Brew yourself a cup of tea, you will notice that the tea will not give color, will not have a pleasant smell and will be tasteless and opaque. If you drink the tea before the date indicated on the package, the tea will taste great. Of course, it’s not that the tea becomes stale or completely tasteless a few days after this date, but you should expect it to lose quality significantly faster than “regular” tea.
It’s hard to say how long it will be before the tea actually becomes that way, as time varies with different teas and storage conditions. In some cases, tea retains a certain quality for much longer, so nothing can be said about when the tea will start to spoil. When you take a significant amount of tea every month, you usually have no problems with the freshness of the tea.
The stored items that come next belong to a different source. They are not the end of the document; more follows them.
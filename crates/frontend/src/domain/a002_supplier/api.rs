use contracts::domain::a002_supplier::{Supplier, SupplierDto};
use contracts::domain::common::AggregateRoot;
use gloo_net::http::Request;

use crate::shared::api_utils::{api_url, ensure_ok, read_collection, read_record};

pub async fn fetch_suppliers() -> Result<Vec<Supplier>, String> {
    let response = Request::get(&api_url(&Supplier::collection_path()))
        .send()
        .await
        .map_err(|e| format!("Failed to send request: {}", e))?;

    read_collection(response, Supplier::collection_name()).await
}

pub async fn fetch_supplier(id: &str) -> Result<Supplier, String> {
    let response = Request::get(&api_url(&Supplier::record_path(id)))
        .send()
        .await
        .map_err(|e| format!("Failed to send request: {}", e))?;

    read_record(response, Supplier::element_name()).await
}

pub async fn create_supplier(dto: &SupplierDto) -> Result<(), String> {
    let response = Request::post(&api_url(&Supplier::collection_path()))
        .json(dto)
        .map_err(|e| format!("Failed to serialize request: {}", e))?
        .send()
        .await
        .map_err(|e| format!("Failed to send request: {}", e))?;

    ensure_ok(&response, "create supplier")
}

pub async fn update_supplier(id: &str, dto: &SupplierDto) -> Result<(), String> {
    let response = Request::put(&api_url(&Supplier::record_path(id)))
        .json(dto)
        .map_err(|e| format!("Failed to serialize request: {}", e))?
        .send()
        .await
        .map_err(|e| format!("Failed to send request: {}", e))?;

    ensure_ok(&response, "update supplier")
}

pub async fn delete_supplier(id: &str) -> Result<(), String> {
    let response = Request::delete(&api_url(&Supplier::record_path(id)))
        .send()
        .await
        .map_err(|e| format!("Failed to send request: {}", e))?;

    ensure_ok(&response, "delete supplier")
}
Keeping a cup of tea in the fridge is the easiest way to get on vacation, but there are other factors that can help your tea last longer. Brewing iced tea at the right temperature in a thoroughly cleaned container and limiting the time at room temperature before drinking it can minimize the risk of bacterial contamination.
According to the CDC, “The practice of making sun tea by steeping tea bags in a container of water in the sun may have a higher theoretical risk than brewing tea at a higher temperature because it creates a bacterial environment that may survive, and multiply. According to the CDC, “sun tea is made by soaking tea bags in a container of water in the sun (also known as brewing tea at a higher temperature) than brewing tea at a higher temperature. iced tea) increases the risk of bacteria growing in it.
The good news is that tea usually stays fresh for a while: 3 to 4 months in a bag, and up to a year in a can or other airtight container. This means that if the container or box is not closed tightly, the tea bags or tea leaves will start to smell strange over time.
What Happens if you Drink Bad Tea?
According to the research, the tea that has gone bad contains coliform bacteria that can lead to an upset stomach causing diarrhea, nausea, vomiting, and other problems. Besides that, tea also contains caffeine which may affect health even more when consumed with other spoiled products.
How Do You Know if Tea Has Gone Bad?
The tea does go bad, and these are the four major signs that indicate that the tea has gone bad.
- It smells dank and pungent.
- It has caught mold.
- The flavor and scent have disappeared.
- It has crossed its expiration date or has been stored improperly.
What Happens if you Accidentally Drank Moldy Tea?
If you accidentally drank moldy tea, there would be no hazardous symptoms most commonly. Our stomach contains HCL (Hydrochloric Acid), which kills any foreign particle or pathogen that invades the body. However, some people may come across some symptoms like cramping or even diarrhea.